[[ The input, beginning ]]

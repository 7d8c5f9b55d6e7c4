//! Per-category size and count statistics.
//!
//! Counters are created fresh for every call, so repeated analyses never
//! accumulate state and the static category table is never mutated.

use crate::model::{format_size, FileCategory, Node};
use serde::Serialize;

/// Size and count totals for a single category over one analysis pass.
#[derive(Debug, Clone, Serialize)]
pub struct CategoryStats {
    pub category: FileCategory,
    pub total_size: u64,
    pub file_count: u64,
}

impl CategoryStats {
    fn zeroed(category: FileCategory) -> Self {
        Self {
            category,
            total_size: 0,
            file_count: 0,
        }
    }

    /// Human-readable total, e.g. "1.5 MB".
    pub fn total_size_formatted(&self) -> String {
        format_size(self.total_size)
    }
}

/// Compute per-category totals for every file in the tree.
///
/// Returns each category with at least one file, plus
/// [`FileCategory::Others`] unconditionally even when empty, in declaration
/// order. Sorting — conventionally descending by total size — is left to
/// the presentation layer.
pub fn analyse_categories(root: &Node) -> Vec<CategoryStats> {
    let mut stats: Vec<CategoryStats> = FileCategory::ALL
        .iter()
        .copied()
        .map(CategoryStats::zeroed)
        .collect();

    for file in root.files() {
        // Every file node carries its first-match category by construction.
        let category = file.category.unwrap_or(FileCategory::Others);
        let entry = &mut stats[category as usize];
        entry.total_size += file.size;
        entry.file_count += 1;
    }

    stats.retain(|s| s.file_count > 0 || s.category == FileCategory::Others);
    stats
}
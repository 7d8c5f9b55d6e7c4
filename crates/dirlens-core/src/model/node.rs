//! Tree node for a single filesystem entry.
//!
//! A scan produces one rooted ownership hierarchy: every directory node
//! owns its children outright, with no shared or back references. Once the
//! scan returns, the tree is treated as read-only — the analysis passes
//! only ever borrow it.

use super::category::{classify, FileCategory};
use super::size::format_size;
use compact_str::CompactString;
use serde::Serialize;
use std::path::PathBuf;
use std::time::SystemTime;

/// A single file or directory in the scanned tree.
#[derive(Debug, Clone, Serialize)]
pub struct Node {
    /// File or directory name (the final path component).
    pub name: CompactString,

    /// Absolute path of this entry.
    pub path: PathBuf,

    /// `true` if this node represents a directory.
    pub is_dir: bool,

    /// Logical size in bytes. For directories this is the sum of all
    /// descendant file sizes, finalised bottom-up during the scan.
    pub size: u64,

    /// Last-modified timestamp, when the filesystem reported one.
    pub modified: Option<SystemTime>,

    /// Lowercased extension with leading dot (".jpg"). Empty for
    /// directories and for files without an extension.
    pub extension: CompactString,

    /// Classification bucket. `Some` for every file, `None` for every
    /// directory — enforced by the constructors.
    pub category: Option<FileCategory>,

    /// Direct children, in the order the filesystem listed them.
    /// Empty for files.
    pub children: Vec<Node>,
}

impl Node {
    /// Create a file node. The category is derived from `extension`, so a
    /// file node always carries the first-match category for its extension.
    pub fn new_file(
        name: CompactString,
        path: PathBuf,
        size: u64,
        modified: Option<SystemTime>,
        extension: CompactString,
    ) -> Self {
        let category = classify(&extension);
        Self {
            name,
            path,
            is_dir: false,
            size,
            modified,
            extension,
            category: Some(category),
            children: Vec::new(),
        }
    }

    /// Create a directory node with no children and zero size. The scanner
    /// fills in children and finalises the size bottom-up.
    pub fn new_dir(name: CompactString, path: PathBuf, modified: Option<SystemTime>) -> Self {
        Self {
            name,
            path,
            is_dir: true,
            size: 0,
            modified,
            extension: CompactString::const_new(""),
            category: None,
            children: Vec::new(),
        }
    }

    /// Depth-first iterator over every file node in this subtree,
    /// in traversal encounter order. Directories are walked, not yielded.
    pub fn files(&self) -> Files<'_> {
        Files { stack: vec![self] }
    }

    /// Number of files in this subtree.
    pub fn file_count(&self) -> u64 {
        self.files().count() as u64
    }

    /// Human-readable size, e.g. "1.5 MB".
    pub fn size_formatted(&self) -> String {
        format_size(self.size)
    }
}

/// Depth-first file iterator backed by an explicit stack, so arbitrarily
/// deep trees cannot overflow the call stack.
pub struct Files<'a> {
    stack: Vec<&'a Node>,
}

impl<'a> Iterator for Files<'a> {
    type Item = &'a Node;

    fn next(&mut self) -> Option<&'a Node> {
        while let Some(node) = self.stack.pop() {
            if node.is_dir {
                // Reversed push keeps children in their stored order.
                for child in node.children.iter().rev() {
                    self.stack.push(child);
                }
            } else {
                return Some(node);
            }
        }
        None
    }
}

#[cfg(test)]
mod tests {
    use super::*;

    fn file(name: &str, size: u64) -> Node {
        let extension = match name.rsplit_once('.') {
            Some((_, ext)) => CompactString::from(format!(".{}", ext.to_lowercase())),
            None => CompactString::const_new(""),
        };
        Node::new_file(
            CompactString::new(name),
            PathBuf::from(name),
            size,
            None,
            extension,
        )
    }

    fn dir(name: &str, children: Vec<Node>) -> Node {
        let mut node = Node::new_dir(CompactString::new(name), PathBuf::from(name), None);
        node.size = children.iter().map(|c| c.size).sum();
        node.children = children;
        node
    }

    #[test]
    fn file_nodes_carry_their_category() {
        assert_eq!(file("photo.jpg", 10).category, Some(FileCategory::Images));
        assert_eq!(file("notes.txt", 10).category, Some(FileCategory::Documents));
        assert_eq!(file("mystery.qqq", 10).category, Some(FileCategory::Others));
        assert_eq!(file("README", 10).category, Some(FileCategory::Others));
    }

    #[test]
    fn directory_nodes_have_no_category() {
        let d = Node::new_dir(CompactString::new("src"), PathBuf::from("src"), None);
        assert!(d.category.is_none());
        assert!(d.extension.is_empty());
    }

    /// `files()` must yield files in depth-first encounter order and skip
    /// directory nodes entirely.
    #[test]
    fn files_iterates_depth_first() {
        let tree = dir(
            "root",
            vec![
                file("a.txt", 1),
                dir("sub", vec![file("b.txt", 2), file("c.txt", 3)]),
                file("d.txt", 4),
            ],
        );

        let names: Vec<&str> = tree.files().map(|f| f.name.as_str()).collect();
        assert_eq!(names, vec!["a.txt", "b.txt", "c.txt", "d.txt"]);
    }

    #[test]
    fn file_count_counts_descendant_files_only() {
        let tree = dir(
            "root",
            vec![
                file("a.txt", 1),
                dir("sub", vec![file("b.txt", 2)]),
                dir("empty", vec![]),
            ],
        );
        assert_eq!(tree.file_count(), 2);
    }
}
//! Analysis passes — read-only reports over a completed scan tree.
//!
//! Both passes only borrow the tree, so they may run in any order, or not
//! at all.

pub mod categories;
pub mod top_files;

pub use categories::{analyse_categories, CategoryStats};
pub use top_files::{largest_files, DEFAULT_LIMIT};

[[ The input, end ]]

What you are asked to do:
Pull each line containing the word "passes" out of the data above.

Reply to the task:
//! scan returns, the tree is treated as read-only — the analysis passes
//! Analysis passes — read-only reports over a completed scan tree.
//! Both passes only borrow the tree, so they may run in any order, or not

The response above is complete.